When you create an estate plan these days, you need to worry about more than the money in your bank or retirement account, your house and the things in it.

We own a lot more than what we can see.

There’s a whole world of things that belong to Californians out there in cyberspace and on the cloud. They are things we can’t reach out and hand to someone to inherit or that one of our heirs can rip up and throw away on our behalf.

Doesn’t it make sense to include them in our estate plan?

It sure does, especially because they typically are hidden behind passwords. And our executors or family members are left to try to crack through the digital codes.

There are things online of tangible value – such as bank or investment accounts – and sentimental value, such as years’ worth of family photos stored on the cloud. Your family members likely won’t have access to them unless you give it to them.

Under California’s Revised Fiduciary Access to Digital Assets Act, executors and trustees are allowed access to a deceased person’s digital assets under certain conditions.

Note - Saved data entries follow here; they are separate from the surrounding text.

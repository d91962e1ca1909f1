use serde_json::Value;
use std::time::Duration;
use tokio::time::sleep;
use tracing::{info, warn};

use crate::client::{ConnectionError, Error, McpSessionTrait};
use crate::protocol::ToolArguments;

pub const DEFAULT_MAX_ATTEMPTS: u32 = 3;
pub const DEFAULT_INITIAL_INTERVAL: Duration = Duration::from_secs(1);
pub const DEFAULT_BACKOFF_MULTIPLIER: f64 = 2.0;
pub const DEFAULT_MAX_INTERVAL: Duration = Duration::from_secs(10);

#[derive(Debug, Clone)]
pub struct RetryConfig {
    /// Total attempts, the first one included
    pub max_attempts: u32,
    /// Delay before the first retry
    pub initial_interval: Duration,
    /// Multiplier for backoff (exponential)
    pub backoff_multiplier: f64,
    /// Upper bound for any single delay
    pub max_interval: Duration,
    /// Scale each delay by a random factor in [0.8, 1.2)
    pub jitter: bool,
}

impl Default for RetryConfig {
    fn default() -> Self {
        Self {
            max_attempts: DEFAULT_MAX_ATTEMPTS,
            initial_interval: DEFAULT_INITIAL_INTERVAL,
            backoff_multiplier: DEFAULT_BACKOFF_MULTIPLIER,
            max_interval: DEFAULT_MAX_INTERVAL,
            jitter: false,
        }
    }
}

impl RetryConfig {
    pub fn with_max_attempts(mut self, max_attempts: u32) -> Self {
        self.max_attempts = max_attempts.max(1);
        self
    }

    /// Delay to wait before retry number `retry` (1-based).
    pub fn delay_for_retry(&self, retry: u32) -> Duration {
        if retry == 0 {
            return Duration::ZERO;
        }

        let exponent = (retry - 1) as i32;
        let base = self.initial_interval.as_secs_f64() * self.backoff_multiplier.powi(exponent);
        let capped = base.min(self.max_interval.as_secs_f64());

        let delay = if self.jitter {
            capped * (0.8 + rand::random::<f64>() * 0.4)
        } else {
            capped
        };

        Duration::from_secs_f64(delay)
    }
}

/// Runs one tool call, retrying transient transport faults with exponential
/// backoff. Server-reported failures go straight back to the caller.
#[derive(Debug, Clone, Default)]
pub struct RetryingInvoker {
    config: RetryConfig,
}

impl RetryingInvoker {
    pub fn new(config: RetryConfig) -> Self {
        Self { config }
    }

    pub fn config(&self) -> &RetryConfig {
        &self.config
    }

    pub async fn call_tool(
        &self,
        session: &dyn McpSessionTrait,
        name: &str,
        arguments: &ToolArguments,
    ) -> Result<Value, Error> {
        let max_attempts = self.config.max_attempts.max(1);
        let mut attempt = 0;

        loop {
            attempt += 1;

            let err = match session.call_tool(name, arguments).await {
                Ok(value) => return Ok(value),
                Err(err) => err,
            };

            let transport_err = match err {
                Error::Connection(ConnectionError::Transport(e)) if e.is_transient() => e,
                other => return Err(other),
            };

            if attempt >= max_attempts {
                warn!(
                    tool_name = %name,
                    attempts = attempt,
                    error = %transport_err,
                    "Tool call failed after all retries"
                );
                return Err(ConnectionError::RetriesExhausted {
                    attempts: attempt,
                    source: transport_err,
                }
                .into());
            }

            let delay = self.config.delay_for_retry(attempt);
            warn!(
                tool_name = %name,
                attempt,
                max_attempts,
                error = %transport_err,
                "Transient failure calling tool. Retrying after backoff..."
            );
            info!("Backing off for {:?} before retry", delay);
            sleep(delay).await;
        }
    }
}

#[cfg(test)]
mod tests {
    use super::*;
    use crate::client::ToolError;
    use crate::protocol::ToolDescriptor;
    use crate::transport::TransportError;
    use serde_json::{json, Map};
    use std::collections::VecDeque;
    use std::sync::Mutex;

    /// Hands out scripted results in order and counts calls.
    struct ScriptedSession {
        script: Mutex<VecDeque<Result<Value, Error>>>,
        calls: Mutex<u32>,
    }

    impl ScriptedSession {
        fn new(script: Vec<Result<Value, Error>>) -> Self {
            Self {
                script: Mutex::new(script.into()),
                calls: Mutex::new(0),
            }
        }

        fn calls(&self) -> u32 {
            *self.calls.lock().unwrap()
        }
    }

    #[async_trait::async_trait]
    impl McpSessionTrait for ScriptedSession {
        async fn initialize(&self) -> Result<(), Error> {
            Ok(())
        }

        async fn call_tool(&self, _name: &str, _arguments: &ToolArguments) -> Result<Value, Error> {
            *self.calls.lock().unwrap() += 1;
            self.script
                .lock()
                .unwrap()
                .pop_front()
                .unwrap_or_else(|| Ok(json!("unscripted")))
        }

        async fn list_tools(&self) -> Result<Vec<ToolDescriptor>, Error> {
            Ok(vec![])
        }

        async fn close(&self) {}

        async fn is_initialized(&self) -> bool {
            true
        }
    }

    fn fast_invoker() -> RetryingInvoker {
        RetryingInvoker::new(RetryConfig {
            initial_interval: Duration::from_millis(1),
            max_interval: Duration::from_millis(5),
            ..RetryConfig::default()
        })
    }

    fn timeout() -> Result<Value, Error> {
        Err(TransportError::Timeout.into())
    }

    #[test]
    fn backoff_doubles_and_caps() {
        let config = RetryConfig::default();
        assert_eq!(config.delay_for_retry(0), Duration::ZERO);
        assert_eq!(config.delay_for_retry(1), Duration::from_secs(1));
        assert_eq!(config.delay_for_retry(2), Duration::from_secs(2));
        assert_eq!(config.delay_for_retry(3), Duration::from_secs(4));
        assert_eq!(config.delay_for_retry(6), Duration::from_secs(10));
    }

    #[test]
    fn jitter_stays_within_bounds() {
        let config = RetryConfig {
            jitter: true,
            ..RetryConfig::default()
        };
        for _ in 0..50 {
            let delay = config.delay_for_retry(2);
            assert!(delay >= Duration::from_millis(1600));
            assert!(delay < Duration::from_millis(2400));
        }
    }

    #[tokio::test]
    async fn two_transient_failures_then_success() {
        let session = ScriptedSession::new(vec![
            timeout(),
            Err(TransportError::Network("connection reset".into()).into()),
            Ok(json!({"ok": true})),
        ]);

        let result = fast_invoker()
            .call_tool(&session, "get_version", &Map::new())
            .await
            .unwrap();

        assert_eq!(result, json!({"ok": true}));
        assert_eq!(session.calls(), 3);
    }

    #[tokio::test]
    async fn gives_up_after_three_attempts() {
        let session = ScriptedSession::new(vec![timeout(), timeout(), timeout(), Ok(json!(1))]);

        let err = fast_invoker()
            .call_tool(&session, "get_version", &Map::new())
            .await
            .unwrap_err();

        assert!(matches!(
            err,
            Error::Connection(ConnectionError::RetriesExhausted { attempts: 3, .. })
        ));
        assert_eq!(session.calls(), 3);
    }

    #[tokio::test]
    async fn tool_errors_are_not_retried() {
        let session = ScriptedSession::new(vec![Err(ToolError::Rpc {
            tool: "delete_fileset".into(),
            code: -32000,
            message: "fileset busy".into(),
            data: None,
        }
        .into())]);

        let err = fast_invoker()
            .call_tool(&session, "delete_fileset", &Map::new())
            .await
            .unwrap_err();

        assert!(matches!(err, Error::Tool(ToolError::Rpc { code: -32000, .. })));
        assert_eq!(session.calls(), 1);
    }

    #[tokio::test]
    async fn non_transient_connection_errors_are_not_retried() {
        let session = ScriptedSession::new(vec![Err(TransportError::SessionExpired.into())]);

        let err = fast_invoker()
            .call_tool(&session, "get_version", &Map::new())
            .await
            .unwrap_err();

        assert!(err.is_connection());
        assert_eq!(session.calls(), 1);
    }
}
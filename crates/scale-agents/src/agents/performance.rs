use async_trait::async_trait;
use serde_json::{json, Value};
use std::sync::Arc;

use super::{AgentCore, AgentRequest, ScaleAgent, Step};
use crate::config::AgentKind;
use crate::executor::ToolExecutor;
use crate::formatter::{classify_health, list_items, HealthClass, ResponseFormatter};
use scale_mcp_client::ToolContent;

const ALL_NODES: &str = ":all:";

const BOTTLENECK_WORDS: &[&str] = &[
    "bottleneck",
    "slow",
    "latency",
    "throughput",
    "iops",
    "performance",
    "issue",
    "problem",
];

pub struct PerformanceAgent {
    core: AgentCore,
}

impl PerformanceAgent {
    pub fn new(executor: Arc<ToolExecutor>, formatter: Arc<dyn ResponseFormatter>) -> Self {
        Self {
            core: AgentCore::new(AgentKind::Performance, executor, formatter),
        }
    }

    async fn handle(&self, req: &AgentRequest) -> Step<String> {
        let node = req.mentions(&["node"]);
        let filesystem = req.mentions(&["filesystem", "fs"]);
        let bottleneck = req.mentions(BOTTLENECK_WORDS);

        if bottleneck && node {
            return self.analyze_nodes(req).await;
        }
        if bottleneck && filesystem {
            return self.analyze_filesystem(req).await;
        }
        if req.mentions(&["pool"]) {
            return self.storage_pools(req).await;
        }
        if req.mentions(&["usage", "capacity", "space"]) {
            return self.usage(req).await;
        }
        if node {
            return self.node_performance(req).await;
        }
        if filesystem {
            return self.filesystem_performance(req).await;
        }
        self.overview(req).await
    }

    async fn overview(&self, req: &AgentRequest) -> Step<String> {
        let formatter = self.core.formatter();
        let mut lines = vec!["**Performance Overview**".to_string(), String::new()];

        let status = self
            .core
            .fetch(req, "get_nodes_status", json!({}))
            .await
            .map(|c| formatter.format_health(&c, ""));
        lines.extend(self.core.section("Node Status", status));

        let health = self
            .core
            .fetch(req, "get_node_health_states", json!({"name": ALL_NODES}))
            .await
            .map(|c| formatter.format_health(&c, ""));
        lines.extend(self.core.section("Node Health States", health));

        lines.extend(
            [
                "---",
                "*For detailed analysis, specify a component:*",
                "• 'Analyze node performance for node1'",
                "• 'Check filesystem gpfs01 performance'",
                "• 'Show storage pool usage in gpfs01'",
            ]
            .map(String::from),
        );
        Ok(lines.join("\n"))
    }

    async fn node_performance(&self, req: &AgentRequest) -> Step<String> {
        let node = req.param("node");
        let status = self.core.fetch(req, "get_nodes_status", json!({})).await?;
        let health = self
            .core
            .fetch(req, "get_node_health_states", json!({"name": node.unwrap_or(ALL_NODES)}))
            .await?;

        let formatter = self.core.formatter();
        let title = match node {
            Some(node) => format!("Node Performance: {}", node),
            None => "Node Performance: All Nodes".to_string(),
        };
        Ok([
            format!("**{}**", title),
            String::new(),
            "**Status:**".to_string(),
            formatter.format(&status, None),
            String::new(),
            "**Health States:**".to_string(),
            formatter.format_health(&health, ""),
        ]
        .join("\n"))
    }

    async fn analyze_nodes(&self, req: &AgentRequest) -> Step<String> {
        let node = req.param("node");
        let spec = node.unwrap_or(ALL_NODES);

        self.core.fetch(req, "get_nodes_status", json!({})).await?;
        let health = self
            .core
            .fetch(req, "get_node_health_states", json!({"name": spec}))
            .await?;
        let events = self
            .core
            .fetch(req, "get_node_health_events", json!({"name": spec}))
            .await?;

        let formatter = self.core.formatter();
        let title = match node {
            Some(node) => format!("Node Performance Analysis: {}", node),
            None => "Node Performance Analysis".to_string(),
        };
        Ok([
            format!("**{}**", title),
            String::new(),
            "**Health Analysis:**".to_string(),
            formatter.format_health(&health, ""),
            String::new(),
            "**Recent Events:**".to_string(),
            formatter.format_health(&events, ""),
            String::new(),
            "**Summary:**".to_string(),
            node_summary(&health),
        ]
        .join("\n"))
    }

    async fn filesystem_performance(&self, req: &AgentRequest) -> Step<String> {
        let formatter = self.core.formatter();
        let Some(filesystem) = req.param("filesystem") else {
            let listing = self.core.fetch(req, "list_filesystems", json!({})).await?;
            return Ok(formatter.format(
                &listing,
                Some("Available Filesystems (specify one for performance details)"),
            ));
        };

        let details = self
            .core
            .fetch(req, "get_filesystem", json!({"filesystem": filesystem}))
            .await?;
        let health = self
            .core
            .fetch(req, "get_filesystem_health_states", json!({"filesystem": filesystem}))
            .await?;

        Ok([
            format!("**Filesystem Performance: {}**", filesystem),
            String::new(),
            "**Details:**".to_string(),
            formatter.format(&details, None),
            String::new(),
            "**Health States:**".to_string(),
            formatter.format_health(&health, ""),
        ]
        .join("\n"))
    }

    async fn analyze_filesystem(&self, req: &AgentRequest) -> Step<String> {
        let Some(filesystem) = req.param("filesystem") else {
            return Ok("Please specify a filesystem for performance analysis. \
                       Example: 'Analyze performance bottlenecks in filesystem gpfs01'"
                .to_string());
        };

        self.core
            .fetch(req, "get_filesystem", json!({"filesystem": filesystem}))
            .await?;
        let health = self
            .core
            .fetch(req, "get_filesystem_health_states", json!({"filesystem": filesystem}))
            .await?;
        let pools = self
            .core
            .fetch(req, "list_storage_pools", json!({"filesystem": filesystem}))
            .await?;

        let formatter = self.core.formatter();
        Ok([
            format!("**Filesystem Performance Analysis: {}**", filesystem),
            String::new(),
            "**Health Status:**".to_string(),
            formatter.format_health(&health, ""),
            String::new(),
            "**Storage Pools:**".to_string(),
            formatter.format(&pools, None),
            String::new(),
            "**Analysis Summary:**".to_string(),
            filesystem_summary(&health),
        ]
        .join("\n"))
    }

    async fn storage_pools(&self, req: &AgentRequest) -> Step<String> {
        let Some(filesystem) = req.param("filesystem") else {
            return Ok("Please specify a filesystem. \
                       Example: 'Analyze storage pool performance in filesystem gpfs01'"
                .to_string());
        };

        let pools = self
            .core
            .fetch(req, "list_storage_pools", json!({"filesystem": filesystem}))
            .await?;
        Ok([
            format!("**Storage Pool Analysis: {}**", filesystem),
            String::new(),
            self.core.formatter().format(&pools, None),
            String::new(),
            "*For individual pool details, specify the pool name.*".to_string(),
        ]
        .join("\n"))
    }

    async fn usage(&self, req: &AgentRequest) -> Step<String> {
        let formatter = self.core.formatter();
        match (req.param("filesystem"), req.param("fileset")) {
            (Some(filesystem), Some(fileset)) => {
                let usage = self
                    .core
                    .fetch(
                        req,
                        "get_fileset_usage",
                        json!({"filesystem": filesystem, "fileset_name": fileset}),
                    )
                    .await?;
                Ok(formatter.format(&usage, Some(&format!("Usage Analysis: {}", fileset))))
            }
            (Some(filesystem), None) => {
                let pools = self
                    .core
                    .fetch(req, "list_storage_pools", json!({"filesystem": filesystem}))
                    .await?;
                Ok(formatter.format(&pools, Some(&format!("Storage Utilization: {}", filesystem))))
            }
            _ => Ok("Please specify a filesystem or fileset. \
                     Example: 'Analyze usage for fileset user-homes in gpfs01'"
                .to_string()),
        }
    }
}

fn str_of<'a>(item: &'a Value, key: &str) -> Option<&'a str> {
    item.get(key).and_then(Value::as_str)
}

fn node_summary(health: &ToolContent) -> String {
    let issues: Vec<String> = list_items(health)
        .iter()
        .filter(|state| classify_health(state) == HealthClass::Critical)
        .map(|state| {
            let entity = str_of(state, "entityName").unwrap_or("Unknown");
            let reason = str_of(state, "reason")
                .or_else(|| str_of(state, "message"))
                .unwrap_or("No details");
            format!("• **{}**: {}", entity, reason)
        })
        .collect();

    if issues.is_empty() {
        "✅ No performance issues detected.".to_string()
    } else {
        format!("**Detected Issues:**\n{}", issues.join("\n"))
    }
}

fn filesystem_summary(health: &ToolContent) -> String {
    let issues: Vec<String> = list_items(health)
        .iter()
        .filter(|state| {
            matches!(
                classify_health(state),
                HealthClass::Critical | HealthClass::Warning
            )
        })
        .map(|state| {
            format!(
                "• Health issue: {}",
                str_of(state, "message").unwrap_or("Unknown")
            )
        })
        .collect();

    if issues.is_empty() {
        "✅ No obvious bottlenecks detected.".to_string()
    } else {
        format!("**Potential Bottlenecks:**\n{}", issues.join("\n"))
    }
}

#[async_trait]
impl ScaleAgent for PerformanceAgent {
    fn kind(&self) -> AgentKind {
        AgentKind::Performance
    }

    fn description(&self) -> &str {
        "Analyzes performance metrics and identifies bottlenecks. \
         Provides diagnostics for performance engineers and SREs."
    }

    async fn process(&self, request: &AgentRequest) -> String {
        let step = self.handle(request).await;
        self.core.finish(step, "performance analysis")
    }
}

The executor or trustee, in many cases, will need to have evidence of the decedent’s consent, or perhaps get a court order, to verify their authority to touch the digital assets.

In creating your estate plan, you must leave a road map for the executor to follow. List everything you do online – email, social media, photo-sharing sites, credit card and bank accounts, airline miles sites, bill payment services and more – and leave account numbers, login information, the passwords and answers to challenge questions.

Keep that list safe. There are apps and other password management systems that are encrypted and can maintain its security. Write down your master user name password and put it in your safe deposit box so that your executor can access it.

Your estate planning attorney can provide more details on keeping your digital assets safe. It’s a step you must take to help your executor distribute valuables to your heirs.